Si Microsoft ou Google mettaient fin demain à leurs conditions préférentielles, nombre d’universités françaises seraient dans l’incapacité de maintenir leurs services actuels.
La difficulté est d’autant plus forte que d’autres charges viennent s’ajouter : la cybersécurité impose des investissements lourds ; l’AMUE bascule ses logiciels structurants (Pégase, SIFAC+) en mode cloud avec un surcoût d’hébergement ; et les attentes des usagers se multiplient avec l’IA générative, dont les coûts restent prohibitifs à grande échelle.
À Lille, nous avons dû absorber une hausse de 20 % du budget numérique en un an, uniquement pour maintenir l’existant et répondre aux nouvelles obligations.
La question n’est donc plus seulement budgétaire.
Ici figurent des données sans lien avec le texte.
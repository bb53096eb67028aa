//! Scheduled block ticks.

use crate::block::BlockKind;
use redwire_core::{Position, SimTick};
use std::collections::{BTreeMap, HashSet};

/// A tick that came due.
#[derive(Debug, Clone, Copy, PartialEq, Eq)]
pub struct ScheduledTick {
    /// Block position.
    pub pos: Position,
    /// Block kind the tick was scheduled for.
    pub kind: BlockKind,
    /// Tick it fired on.
    pub due: SimTick,
}

/// Deferred re-checks keyed by position and block kind.
///
/// At most one tick per `(pos, kind)` is pending; scheduling again while one
/// is pending is a no-op. Due ticks fire in `(due tick, insertion)` order.
#[derive(Debug, Default)]
pub struct ScheduledTickQueue {
    now: SimTick,
    next_seq: u64,
    pending: BTreeMap<(SimTick, u64), (Position, BlockKind)>,
    index: HashSet<(Position, BlockKind)>,
}

impl ScheduledTickQueue {
    /// Empty queue at tick zero.
    pub fn new() -> Self {
        Self::default()
    }

    /// Current tick.
    pub fn now(&self) -> SimTick {
        self.now
    }

    /// Schedule `kind` at `pos` to tick `delay` ticks from now. A zero delay
    /// fires on the next advance.
    pub fn schedule(&mut self, pos: Position, kind: BlockKind, delay: u32) {
        if !self.index.insert((pos, kind)) {
            return;
        }
        let due = self.now.advance(u64::from(delay.max(1)));
        self.pending.insert((due, self.next_seq), (pos, kind));
        self.next_seq += 1;
    }

    /// Whether a tick is pending for `(pos, kind)`.
    pub fn contains(&self, pos: Position, kind: BlockKind) -> bool {
        self.index.contains(&(pos, kind))
    }

    /// Number of pending ticks.
    pub fn len(&self) -> usize {
        self.pending.len()
    }

    /// Whether nothing is pending.
    pub fn is_empty(&self) -> bool {
        self.pending.is_empty()
    }

    /// Move to the next tick and return every tick that is now due.
    pub fn advance(&mut self) -> Vec<ScheduledTick> {
        self.now = self.now.advance(1);
        let mut due = Vec::new();
        while let Some(entry) = self.pending.first_entry() {
            if entry.key().0 > self.now {
                break;
            }
            let ((tick, _), (pos, kind)) = entry.remove_entry();
            self.index.remove(&(pos, kind));
            due.push(ScheduledTick {
                pos,
                kind,
                due: tick,
            });
        }
        due
    }
}

#[cfg(test)]
mod tests {
    use super::*;

    #[test]
    fn test_new_queue_starts_at_tick_zero() {
        let queue = ScheduledTickQueue::new();
        assert_eq!(queue.now(), SimTick::ZERO);
        assert!(queue.is_empty());
    }

    #[test]
    fn test_fires_after_delay() {
        let mut queue = ScheduledTickQueue::new();
        let pos = Position::new(1, 2, 3);
        queue.schedule(pos, BlockKind::Lamp, 3);
        assert!(queue.contains(pos, BlockKind::Lamp));
        assert!(queue.advance().is_empty());
        assert!(queue.advance().is_empty());
        let due = queue.advance();
        assert_eq!(due.len(), 1);
        assert_eq!(due[0].pos, pos);
        assert_eq!(due[0].due, SimTick(3));
        assert!(queue.is_empty());
        assert!(!queue.contains(pos, BlockKind::Lamp));
    }

    #[test]
    fn test_duplicate_schedule_is_coalesced() {
        let mut queue = ScheduledTickQueue::new();
        let pos = Position::ORIGIN;
        queue.schedule(pos, BlockKind::Button, 2);
        queue.schedule(pos, BlockKind::Button, 5);
        assert_eq!(queue.len(), 1);
        queue.schedule(pos, BlockKind::Lamp, 2);
        assert_eq!(queue.len(), 2);
    }

    #[test]
    fn test_same_tick_fires_in_insertion_order() {
        let mut queue = ScheduledTickQueue::new();
        let a = Position::new(5, 0, 0);
        let b = Position::new(-5, 0, 0);
        queue.schedule(a, BlockKind::Lamp, 1);
        queue.schedule(b, BlockKind::Lamp, 1);
        let due = queue.advance();
        assert_eq!(due.iter().map(|t| t.pos).collect::<Vec<_>>(), vec![a, b]);
    }

    #[test]
    fn test_can_reschedule_after_firing() {
        let mut queue = ScheduledTickQueue::new();
        let pos = Position::ORIGIN;
        queue.schedule(pos, BlockKind::Button, 1);
        assert_eq!(queue.advance().len(), 1);
        queue.schedule(pos, BlockKind::Button, 1);
        assert_eq!(queue.advance().len(), 1);
    }
}
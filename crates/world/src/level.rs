//! The world as seen by the circuit engine.

use crate::block::{BlockKind, BlockState};
use redwire_core::{Position, UpdateFlags};

/// Block storage the engine reads from and writes into.
///
/// Reads of unloaded cells return `None`. Writes may be refused (unloaded
/// chunk, protected region, cancelled by a plugin layer); a refused write ends
/// that branch of the cascade.
pub trait Level {
    /// State at `pos`, or `None` if the cell is not loaded.
    fn block_state(&self, pos: Position) -> Option<BlockState>;

    /// Store `state` at `pos`. Returns false if the write was refused.
    fn set_block(&mut self, pos: Position, state: BlockState, flags: UpdateFlags) -> bool;

    /// Ask for a scheduled tick of `kind` at `pos` after `delay` ticks.
    fn schedule_tick(&mut self, pos: Position, kind: BlockKind, delay: u32);

    /// Whether a tick of `kind` at `pos` is already pending.
    fn has_scheduled_tick(&self, pos: Position, kind: BlockKind) -> bool;

    /// Whether an entity stands in the cell.
    fn is_occupied(&self, _pos: Position) -> bool {
        false
    }

    /// Hand the drops of a destroyed block to the item layer.
    fn drop_items(&mut self, _pos: Position, _state: BlockState) {}

    /// State at `pos`, treating unloaded cells as air.
    fn state_or_air(&self, pos: Position) -> BlockState {
        self.block_state(pos).unwrap_or(BlockState::AIR)
    }

    /// Whether `pos` can be read.
    fn is_loaded(&self, pos: Position) -> bool {
        self.block_state(pos).is_some()
    }
}
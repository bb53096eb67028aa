//! Engine configuration.

use crate::error::ConfigError;
use crate::neighbor::{DispatchLimits, DEFAULT_MAX_CHAINED_UPDATES, DEFAULT_MAX_UPDATE_DEPTH};
use crate::signal::{SourceAttenuation, StrategyKind, WireRules};
use redwire_core::DirectionOrder;
use serde::{Deserialize, Serialize};

/// Knobs for one [`RedstoneEngine`](crate::RedstoneEngine).
///
/// Every field has a default, so a partial TOML table is enough:
///
/// ```toml
/// strategy = "graph"
/// max_update_depth = 256
/// ```
#[derive(Debug, Clone, Copy, PartialEq, Eq, Serialize, Deserialize)]
#[serde(default)]
pub struct EngineConfig {
    /// Wire propagation strategy.
    pub strategy: StrategyKind,
    /// Depth budget for shape-update chains.
    pub max_update_depth: u32,
    /// Updates one cascade may process.
    pub max_chained_updates: usize,
    /// Order of the shape-update fan-out.
    pub shape_order: DirectionOrder,
    /// Cost of the hop from a source into the first wire.
    pub source_attenuation: SourceAttenuation,
    /// Entries kept in the wire shape cache.
    pub shape_cache_capacity: usize,
    /// Largest wire network the batch strategies solve at once.
    pub max_network_size: usize,
}

impl Default for EngineConfig {
    fn default() -> Self {
        Self {
            strategy: StrategyKind::default(),
            max_update_depth: DEFAULT_MAX_UPDATE_DEPTH,
            max_chained_updates: DEFAULT_MAX_CHAINED_UPDATES,
            shape_order: DirectionOrder::default(),
            source_attenuation: SourceAttenuation::default(),
            shape_cache_capacity: 256,
            max_network_size: 65_536,
        }
    }
}

impl EngineConfig {
    /// Same configuration with another strategy.
    pub fn with_strategy(mut self, strategy: StrategyKind) -> Self {
        self.strategy = strategy;
        self
    }

    /// Reject values the engine cannot run with.
    pub fn validate(&self) -> Result<(), ConfigError> {
        let checks: [(&'static str, u64, u64); 3] = [
            ("max_chained_updates", 1, self.max_chained_updates as u64),
            ("shape_cache_capacity", 1, self.shape_cache_capacity as u64),
            ("max_network_size", 1, self.max_network_size as u64),
        ];
        for (field, min, value) in checks {
            if value < min {
                return Err(ConfigError::TooSmall { field, min, value });
            }
        }
        Ok(())
    }

    /// Dispatcher limits.
    pub fn limits(&self) -> DispatchLimits {
        DispatchLimits {
            max_depth: self.max_update_depth,
            max_chained_updates: self.max_chained_updates,
            shape_order: self.shape_order,
        }
    }

    /// Wire evaluation rules.
    pub fn rules(&self) -> WireRules {
        WireRules {
            attenuation: self.source_attenuation,
            max_network_size: self.max_network_size,
        }
    }
}
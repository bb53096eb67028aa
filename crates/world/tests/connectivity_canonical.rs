//! Wire connection shapes never leave a single dangling arm.

use redwire_core::{Direction, Position};
use redwire_testkit::{flat_world, place_all, wire};
use redwire_world::block::{side_property, EAST, NORTH, SOUTH, WEST};
use redwire_world::{BlockKind, BlockState, RedstoneEngine, RedstoneSide, VoxelGrid};

const ORIGIN: Position = Position::new(0, 1, 0);

fn sides(state: BlockState) -> [RedstoneSide; 4] {
    [state.get(NORTH), state.get(EAST), state.get(SOUTH), state.get(WEST)]
}

fn connected_count(state: BlockState) -> usize {
    Direction::HORIZONTAL
        .iter()
        .filter_map(|dir| side_property(*dir))
        .filter(|prop| state.get(*prop).is_connected())
        .count()
}

#[test]
fn lone_wire_becomes_a_cross() {
    let mut grid = flat_world(8);
    let mut engine = RedstoneEngine::default();
    place_all(&mut engine, &mut grid, &[ORIGIN], wire()).expect("wire placed");
    assert_eq!(sides(grid.state(ORIGIN)), [RedstoneSide::Side; 4]);
}

#[test]
fn single_neighbor_runs_straight_through() {
    let mut grid = flat_world(8);
    let mut engine = RedstoneEngine::default();
    let north = ORIGIN.relative(Direction::North);
    place_all(&mut engine, &mut grid, &[north, ORIGIN], wire()).expect("wires placed");

    let state = grid.state(ORIGIN);
    assert_eq!(state.get(NORTH), RedstoneSide::Side);
    assert_eq!(state.get(SOUTH), RedstoneSide::Side);
    assert_eq!(state.get(EAST), RedstoneSide::None);
    assert_eq!(state.get(WEST), RedstoneSide::None);
}

#[test]
fn source_on_one_side_pairs_with_the_opposite() {
    let mut grid = flat_world(8);
    let mut engine = RedstoneEngine::default();
    place_all(
        &mut engine,
        &mut grid,
        &[ORIGIN.relative(Direction::East)],
        BlockState::new(BlockKind::RedstoneBlock),
    )
    .expect("source placed");
    place_all(&mut engine, &mut grid, &[ORIGIN], wire()).expect("wire placed");

    assert_eq!(
        sides(grid.state(ORIGIN)),
        [
            RedstoneSide::None,
            RedstoneSide::Side,
            RedstoneSide::None,
            RedstoneSide::Side
        ]
    );
}

#[test]
fn wire_climbs_a_sturdy_neighbor() {
    let mut grid = flat_world(8);
    let step = ORIGIN.relative(Direction::East);
    grid.put(step, BlockState::new(BlockKind::Stone));
    grid.put(step.above(), wire());

    let engine = RedstoneEngine::default();
    let state = engine.resolve_connections(&grid, ORIGIN, wire());
    assert_eq!(state.get(EAST), RedstoneSide::Up);
    assert_eq!(state.get(WEST), RedstoneSide::Side);
    assert_eq!(state.get(NORTH), RedstoneSide::None);
    assert_eq!(state.get(SOUTH), RedstoneSide::None);
}

#[test]
fn conductor_overhead_cuts_the_climb() {
    let mut grid = flat_world(8);
    let step = ORIGIN.relative(Direction::East);
    grid.put(step, BlockState::new(BlockKind::Stone));
    grid.put(step.above(), wire());
    grid.put(ORIGIN.above(), BlockState::new(BlockKind::Stone));

    let engine = RedstoneEngine::default();
    let state = engine.resolve_connections(&grid, ORIGIN, wire());
    assert_ne!(state.get(EAST), RedstoneSide::Up);
}

#[test]
fn isolated_dot_stays_a_dot() {
    let grid: VoxelGrid = flat_world(8);
    let engine = RedstoneEngine::default();
    let state = engine.resolve_connections(&grid, ORIGIN, wire());
    assert_eq!(connected_count(state), 0);
}

#[test]
fn shapes_are_never_one_armed() {
    let mut grid = flat_world(8);
    let mut engine = RedstoneEngine::default();
    let layout = [
        Position::new(0, 1, 0),
        Position::new(1, 1, 0),
        Position::new(1, 1, 1),
        Position::new(3, 1, 3),
        Position::new(-2, 1, 0),
        Position::new(-2, 1, -1),
        Position::new(-3, 1, -1),
    ];
    place_all(&mut engine, &mut grid, &layout, wire()).expect("wires placed");
    for pos in layout {
        assert_ne!(connected_count(grid.state(pos)), 1, "one arm at {pos}");
    }
}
Elle est politique : voulons-nous continuer à subir une dépendance stratégique à des acteurs étrangers, ou investir collectivement, via la mutualisation et le soutien aux solutions souveraines, dans un modèle soutenable pour l’ESR ?
La transformation numérique n’est pas un choix mais une trajectoire incontournable pour l’enseignement supérieur. Elle bouscule nos pratiques, nos équilibres financiers et notre organisation, tout en ouvrant des perspectives inédites. Gouvernance, expérience étudiante, cybersécurité, souveraineté technologique : chacun de ces enjeux est vital, et tous sont profondément liés. La question n’est donc plus de savoir si nous devons transformer nos universités, mais comment nous pouvons le faire en conjuguant innovation, soutenabilité et indépendance. C’est un chemin exigeant, parfois contraint par les réalités budgétaires ou sécuritaires, mais c’est aussi un formidable levier pour réinventer nos manières d’enseigner, de travailler et de partager la connaissance. Il nous appartient désormais de faire de cette transformation une opportunité collective, portée au plus haut niveau des établissements, et partagée par l’ensemble de la communauté universitaire. Car derrière les tensions et les contraintes, il y a un espoir : celui d’un numérique qui renforce notre mission première, transmettre et produire du savoir au service de tous.